Что общего могло быть тогда у него, четырнадцатилетнего подростка, со старым петербургским профессором? Между ними пролегла целая жизнь. И все же общее было! В те тревожные осенние дни в красном Петрограде оба они решительно шагнули в новую эпоху.
Что сейчас, через двадцать лет после Октябрьской революции, объединяло молодого актера и старого знаменитого ученого? Многое! Ощущение неразрывной связи со своим народом и страной, высокое осознание гражданского долга, принципиальность, открытый общественный темперамент…
В отличие от режиссеров Черкасов не колебался. Его решение было твердым: «Хочу и могу, должен и буду играть эту роль!»
Теперь только оставалось убедить в этом других. В перерывах между съемками «Петра I» в гриме и костюме царевича Алексея он останавливал в студийных коридорах каждого, кто имел хоть маломальское отношение к «Беспокойной старости», и убеждал, что роль Полежаева должна принадлежать только ему, Николаю Черкасову.
Он приклеивал бородку, надевал сюртук, стремительно входил в огромный неуютный кабинет Пиотровского и, не смущаясь ничьим присутствием, начинал читать монолог Полежаева:
— Господа! Нет, я не ошибся, это я вам говорю — господа, вам, рабочим…
Л. Рахманов вспоминает о том, как, только что познакомившись с Черкасовым на кинофабрике, шел с ним по городу:
«Прошли Кировский мост, Марсово поле, вышли на Невский. Кто кого провожает — трудно понять: таков накал нашего разговора, вернее, монолога моего спутника. Содержание монолога напористо и целеустремленно: Черкасов доказывает мне и себе, что он должен играть Полежаева. Должен, обязан, может, способен! Размахивая длинными руками, он доказывает это на все лады, утверждает это со всей силой своего темперамента, хотя ему отлично известно, что от меня, начинающего сценариста, ровно ничего не зависит».
Без дипломатических тонкостей Черкасов прямо говорил о своем желании. Ему казалось, что будь он постарше, имей заслуги, то просто потребовал бы дать ему роль Полежаева. Хоть судом добился бы — лишь бы играть!
Зархи и Хейфиц колебались. Они уже пробовали на Полежаева нескольких подходящих но возрасту довольно именитых актеров, но что-то, в каждом по-разному, их не устраивало. Черкасов настаивал на пробах. Его поддержал молодой режиссер Сергей Герасимов. Он видел готовые эпизоды «Петра I» с участием Черкасова и понял, что это актер огромных возможностей. К такой же мысли склонялся и Пиотровский. Начиная с тюзовских времен, он не выпускал Черкасова из поля зрения, не раз в своих печатных и устных выступлениях называл его актером новой, советской формации, не замыкающимся в кругу узкопрофессиональных интересов, обладающим широким общественно-политическим кругозором.

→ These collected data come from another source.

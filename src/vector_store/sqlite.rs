//! SQLite-backed vector index.
//!
//! Stores embeddings as little-endian f32 BLOBs and computes cosine
//! distance in Rust. Fine for per-video transcript volumes; a dedicated
//! vector database can replace this behind the same trait.

use super::{cosine_distance, entry_id, IndexEntry, ScoredChunk, VectorIndex};
use crate::error::{GraspError, Result};
use async_trait::async_trait;
use chrono::Utc;
use rusqlite::{params, Connection};
use std::path::Path;
use std::sync::{Mutex, MutexGuard};
use tracing::{debug, info, instrument, warn};

const SCHEMA: &str = r#"
    CREATE TABLE IF NOT EXISTS chunk_vectors (
        id TEXT PRIMARY KEY,
        video_id TEXT NOT NULL,
        chunk_index INTEGER NOT NULL,
        text TEXT NOT NULL,
        start_time REAL NOT NULL,
        end_time REAL NOT NULL,
        embedding BLOB NOT NULL,
        indexed_at TEXT NOT NULL
    );

    CREATE INDEX IF NOT EXISTS idx_chunk_vectors_video_id ON chunk_vectors(video_id);
"#;

/// SQLite-based vector index.
pub struct SqliteVectorIndex {
    conn: Mutex<Connection>,
}

impl SqliteVectorIndex {
    /// Open (or create) the index at the given path.
    #[instrument(skip_all)]
    pub fn new(path: &Path) -> Result<Self> {
        if let Some(parent) = path.parent() {
            std::fs::create_dir_all(parent)?;
        }

        let conn = Connection::open(path)
            .map_err(|e| GraspError::IndexUnavailable(e.to_string()))?;

        // WAL mode for better concurrent read performance
        conn.execute_batch("PRAGMA journal_mode=WAL;")
            .map_err(|e| GraspError::IndexUnavailable(e.to_string()))?;
        conn.execute_batch(SCHEMA)
            .map_err(|e| GraspError::IndexUnavailable(e.to_string()))?;

        info!("Initialized SQLite vector index at {:?}", path);

        Ok(Self {
            conn: Mutex::new(conn),
        })
    }

    /// Create an in-memory index (useful for testing).
    pub fn in_memory() -> Result<Self> {
        let conn = Connection::open_in_memory()
            .map_err(|e| GraspError::IndexUnavailable(e.to_string()))?;
        conn.execute_batch(SCHEMA)
            .map_err(|e| GraspError::IndexUnavailable(e.to_string()))?;

        Ok(Self {
            conn: Mutex::new(conn),
        })
    }

    fn conn(&self) -> Result<MutexGuard<'_, Connection>> {
        self.conn
            .lock()
            .map_err(|e| GraspError::IndexUnavailable(format!("Failed to acquire lock: {}", e)))
    }

    /// Serialize embedding to bytes.
    fn embedding_to_bytes(embedding: &[f32]) -> Vec<u8> {
        embedding.iter().flat_map(|f| f.to_le_bytes()).collect()
    }

    /// Deserialize embedding from bytes.
    fn bytes_to_embedding(bytes: &[u8]) -> Vec<f32> {
        bytes
            .chunks_exact(4)
            .map(|chunk| {
                let arr: [u8; 4] = chunk.try_into().unwrap_or_default();
                f32::from_le_bytes(arr)
            })
            .collect()
    }

    fn unavailable(e: rusqlite::Error) -> GraspError {
        GraspError::IndexUnavailable(e.to_string())
    }
}

#[async_trait]
impl VectorIndex for SqliteVectorIndex {
    #[instrument(skip(self, entries), fields(count = entries.len()))]
    async fn upsert(&self, video_id: &str, entries: &[IndexEntry]) -> Result<usize> {
        if entries.is_empty() || entries.iter().any(|e| e.embedding.is_empty()) {
            warn!("No embeddings provided for video {}, skipping upsert", video_id);
            return Ok(0);
        }

        let conn = self.conn()?;
        let tx = conn.unchecked_transaction().map_err(Self::unavailable)?;
        let indexed_at = Utc::now().to_rfc3339();

        for entry in entries {
            tx.execute(
                r#"
                INSERT OR REPLACE INTO chunk_vectors
                (id, video_id, chunk_index, text, start_time, end_time, embedding, indexed_at)
                VALUES (?1, ?2, ?3, ?4, ?5, ?6, ?7, ?8)
                "#,
                params![
                    entry_id(video_id, entry.chunk_index),
                    video_id,
                    entry.chunk_index,
                    entry.text,
                    entry.start_time,
                    entry.end_time,
                    Self::embedding_to_bytes(&entry.embedding),
                    indexed_at,
                ],
            )
            .map_err(Self::unavailable)?;
        }

        tx.commit().map_err(Self::unavailable)?;
        info!("Indexed {} chunks for video {}", entries.len(), video_id);
        Ok(entries.len())
    }

    #[instrument(skip(self, query_embedding))]
    async fn query(
        &self,
        video_id: &str,
        query_embedding: &[f32],
        k: usize,
    ) -> Result<Vec<ScoredChunk>> {
        let conn = self.conn()?;

        let mut stmt = conn
            .prepare(
                r#"
                SELECT chunk_index, text, start_time, end_time, embedding
                FROM chunk_vectors
                WHERE video_id = ?1
                "#,
            )
            .map_err(Self::unavailable)?;

        let rows = stmt
            .query_map(params![video_id], |row| {
                let embedding_bytes: Vec<u8> = row.get(4)?;
                Ok((
                    row.get::<_, i64>(0)?,
                    row.get::<_, String>(1)?,
                    row.get::<_, f64>(2)?,
                    row.get::<_, f64>(3)?,
                    Self::bytes_to_embedding(&embedding_bytes),
                ))
            })
            .map_err(Self::unavailable)?;

        let mut results: Vec<ScoredChunk> = rows
            .filter_map(|r| r.ok())
            .map(|(chunk_index, text, start_time, end_time, embedding)| ScoredChunk {
                chunk_index,
                text,
                start_time,
                end_time,
                distance: cosine_distance(query_embedding, &embedding),
            })
            .collect();

        // Ascending: smaller distance = more similar
        results.sort_by(|a, b| {
            a.distance
                .partial_cmp(&b.distance)
                .unwrap_or(std::cmp::Ordering::Equal)
        });
        results.truncate(k);

        debug!("Found {} similar chunks for video {}", results.len(), video_id);
        Ok(results)
    }

    #[instrument(skip(self))]
    async fn delete(&self, video_id: &str) -> Result<usize> {
        let conn = self.conn()?;

        let deleted = conn
            .execute(
                "DELETE FROM chunk_vectors WHERE video_id = ?1",
                params![video_id],
            )
            .map_err(Self::unavailable)?;

        info!("Deleted {} index entries for video {}", deleted, video_id);
        Ok(deleted)
    }

    async fn count(&self, video_id: &str) -> Result<usize> {
        let conn = self.conn()?;

        let count: i64 = conn
            .query_row(
                "SELECT COUNT(*) FROM chunk_vectors WHERE video_id = ?1",
                params![video_id],
                |row| row.get(0),
            )
            .map_err(Self::unavailable)?;

        Ok(count as usize)
    }
}
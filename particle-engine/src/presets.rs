// Copyright 2025 John Brosnihan
//
// Licensed under the Apache License, Version 2.0 (the "License");
// you may not use this file except in compliance with the License.
// You may obtain a copy of the License at
//
//     http://www.apache.org/licenses/LICENSE-2.0
//
// Unless required by applicable law or agreed to in writing, software
// distributed under the License is distributed on an "AS IS" BASIS,
// WITHOUT WARRANTIES OR CONDITIONS OF ANY KIND, either express or implied.
// See the License for the specific language governing permissions and
// limitations under the License.
//! Named preset configurations
//!
//! A [`Preset`] is a named [`ConfigOverrides`] bundle plus an [`Anchor`]
//! describing where on the canvas the emitter sits. Anchors are resolved
//! against a [`CanvasSize`] once the drawing surface is known.
//!
//! # Catalog Format
//!
//! Catalogs serialize to JSON with a format version:
//!
//! ```json
//! { "version": "1.0.0", "presets": [ { "name": "fire", "anchor": "center_bottom", "config": { } } ] }
//! ```
//!
//! A catalog is accepted when its major version matches
//! [`CATALOG_FORMAT_VERSION`] and its minor version is not newer (for `0.x`
//! versions the minor version must match exactly).
//!
//! # Example
//!
//! ```
//! use particle_engine::presets::{CanvasSize, PresetCatalog};
//! use particle_engine::Emitter;
//!
//! let mut catalog = PresetCatalog::builtin();
//! catalog.position_all(CanvasSize::new(250, 300));
//!
//! let fire = catalog.get("fire").unwrap();
//! let mut emitter = Emitter::new(&fire.config);
//! emitter.update(1.0 / 60.0);
//! assert!(emitter.is_active());
//! ```

use glam::DVec2;
use semver::Version;
use serde::{Deserialize, Serialize};

use crate::config::{ConfigOverrides, Lifespan};
use crate::error::{Error, Result};
use crate::particle::Color;
use crate::shape::SpawnShape;
use crate::texture::TextureId;

/// Version of the catalog JSON format this build reads and writes
pub const CATALOG_FORMAT_VERSION: &str = "1.0.0";

/// Size of the drawing surface anchors are resolved against
#[derive(Debug, Clone, Copy, PartialEq, Eq, Serialize, Deserialize)]
pub struct CanvasSize {
    /// Width in pixels
    pub width: u32,
    /// Height in pixels
    pub height: u32,
}

impl CanvasSize {
    /// Create a canvas size
    pub fn new(width: u32, height: u32) -> Self {
        CanvasSize { width, height }
    }
}
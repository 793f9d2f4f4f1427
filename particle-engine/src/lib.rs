// Copyright 2025 John Brosnihan
//
// Licensed under the Apache License, Version 2.0 (the "License");
// you may not use this file except in compliance with the License.
// You may obtain a copy of the License at
//
//     http://www.apache.org/licenses/LICENSE-2.0
//
// Unless required by applicable law or agreed to in writing, software
// distributed under the License is distributed on an "AS IS" BASIS,
// WITHOUT WARRANTIES OR CONDITIONS OF ANY KIND, either express or implied.
// See the License for the specific language governing permissions and
// limitations under the License.
//! # Particle Engine
//!
//! A pool-based 2D particle emitter. An [`Emitter`] spawns particles at a
//! fixed rate, integrates their motion under gravity and radial/tangential
//! acceleration, interpolates their scale and color over their lifetime,
//! and recycles them in place when they expire.
//!
//! ## Features
//!
//! - **Fixed-Capacity Pooling**: Particles are allocated once per pool size and
//!   reused; active particles always occupy a contiguous prefix
//! - **Rate-Stable Emission**: A fixed-step accumulator makes spawn counts
//!   independent of frame timing
//! - **Declarative Configuration**: Serializable config with explicit
//!   default-plus-overrides merging
//! - **Spawn Shapes**: Pluggable reshaping of spawn jitter
//! - **Presets**: Versioned catalog of named configurations
//! - **Parallelization**: Optional Rayon integration for large pools
//!
//! ## Example
//!
//! ```rust
//! use glam::DVec2;
//! use particle_engine::{ConfigOverrides, Emitter};
//!
//! let mut emitter = Emitter::new(&ConfigOverrides {
//!     total_particles: Some(100),
//!     emission_rate: Some(50.0),
//!     life: Some(2.0),
//!     speed: Some(40.0),
//!     angle: Some(90.0),
//!     gravity: Some(DVec2::new(0.0, 30.0)),
//!     active: Some(true),
//!     ..Default::default()
//! });
//!
//! for _ in 0..60 {
//!     emitter.update(1.0 / 60.0);
//! }
//!
//! for particle in emitter.active_particles() {
//!     assert!(particle.is_alive());
//! }
//! ```

#![warn(missing_docs)]

/// Emitter configuration and override merging
pub mod config;

/// Pool-owning emitter
pub mod emitter;

/// Error types
pub mod error;

/// Particle record and integration
pub mod particle;

/// Named preset configurations
pub mod presets;

/// Spawn jitter transforms
pub mod shape;

/// Frame-rate telemetry
pub mod telemetry;

/// Opaque texture handles
pub mod texture;

pub use config::{ConfigOverrides, EmitterConfig, Lifespan};
pub use emitter::Emitter;
pub use error::{Error, Result};
pub use particle::{Color, Particle};
pub use shape::{PositionTransform, SpawnShape};
pub use texture::{TextureCache, TextureId};
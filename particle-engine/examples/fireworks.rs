// Copyright 2025 John Brosnihan
//
// Licensed under the Apache License, Version 2.0 (the "License");
// you may not use this file except in compliance with the License.
// You may obtain a copy of the License at
//
//     http://www.apache.org/licenses/LICENSE-2.0
//
// Unless required by applicable law or agreed to in writing, software
// distributed under the License is distributed on an "AS IS" BASIS,
// WITHOUT WARRANTIES OR CONDITIONS OF ANY KIND, either express or implied.
// See the License for the specific language governing permissions and
// limitations under the License.
//! Fireworks preset demo
//!
//! Runs the built-in fireworks preset headlessly at 60 frames per second and
//! prints a summary of the pool every simulated second.
//!
//! Run with `RUST_LOG=debug` to see emitter and frame-rate logging.

use particle_engine::presets::{CanvasSize, PresetCatalog};
use particle_engine::Emitter;

const FRAME: f64 = 1.0 / 60.0;

fn main() {
    env_logger::init();

    println!("Particle Engine - Fireworks Example");
    println!("===================================\n");

    let catalog = PresetCatalog::builtin();
    let Some(preset) = catalog.get("fireworks") else {
        println!("Preset catalog is empty");
        return;
    };
    let mut emitter = Emitter::from_preset(preset, CanvasSize::new(800, 600)).with_seed(2025);

    println!("Preset: {}", preset.name);
    println!("  Origin: {}", emitter.config().pos);
    println!("  Pool size: {}", emitter.total_particles());
    println!("  Emission rate: {:.1}/s\n", emitter.config().emission_rate);

    for second in 1..=6 {
        for _ in 0..60 {
            emitter.update(FRAME);
        }

        let active = emitter.active_particles();
        let highest = active
            .iter()
            .map(|particle| particle.pos.y)
            .fold(f64::INFINITY, f64::min);
        let mean_life = if active.is_empty() {
            0.0
        } else {
            active.iter().map(|particle| particle.life).sum::<f64>() / active.len() as f64
        };

        println!(
            "t = {}s: {:4} live, highest y = {:7.1}, mean life left = {:.2}s",
            second,
            emitter.particle_count(),
            highest,
            mean_life
        );
    }

    if let Some(fps) = emitter.frame_rate().fps() {
        println!("\nMeasured frame rate: {:.2} fps", fps);
    }

    // Stop emitting and let the sky clear
    emitter.set_active(false);
    let mut frames = 0;
    while emitter.is_alive() {
        emitter.update(FRAME);
        frames += 1;
    }
    println!("Last particle faded after {:.2}s", frames as f64 * FRAME);
}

Но последнее слово оставалось за режиссерами — на них лежала самая большая ответственность за судьбу будущего фильма.
Если театральный режиссер может буквально накануне премьеры как-то исправить свою ошибку и хотя бы во время ночной генеральной репетиции заменить актера, то кинорежиссер хоть и не застрахован от ошибок, но не имеет на них права. Для него выбрать актера, тем более на главную роль, — значит окончательно и бесповоротно решить судьбу своего фильма.
В размышлениях о том, чтобы взять Черкасова на роль профессора Полежаева, режиссерам, видимо, труднее всего было преодолеть инерцию собственных, еще очень живых воспоминаний о Черкасове — Кольке Лошаке из «Горячих денечков». Конечно, они не могли не знать, что за два года, прошедшие со времени их последней совместной работы, Черкасов сыграл несколько ролей в кино и на сцене академического театра драмы. Но в сознании Зархи и Хейфица актер должен был с ходу перемахнуть огромное расстояние, отделяющее оболтуса и неуча Лошака от профессора Полежаева. Интересно, что даже сейчас, спустя более тридцати лет после съемок «Депутата Балтики», режиссер И. Хейфиц в воспоминаниях говорит о «парадоксальном скачке от молодого провинциального хвастуна и лентяя, двоечника и бабника к гениальному ученому, петербургскому интеллигенту, высоколобому старику», который совершил Черкасов.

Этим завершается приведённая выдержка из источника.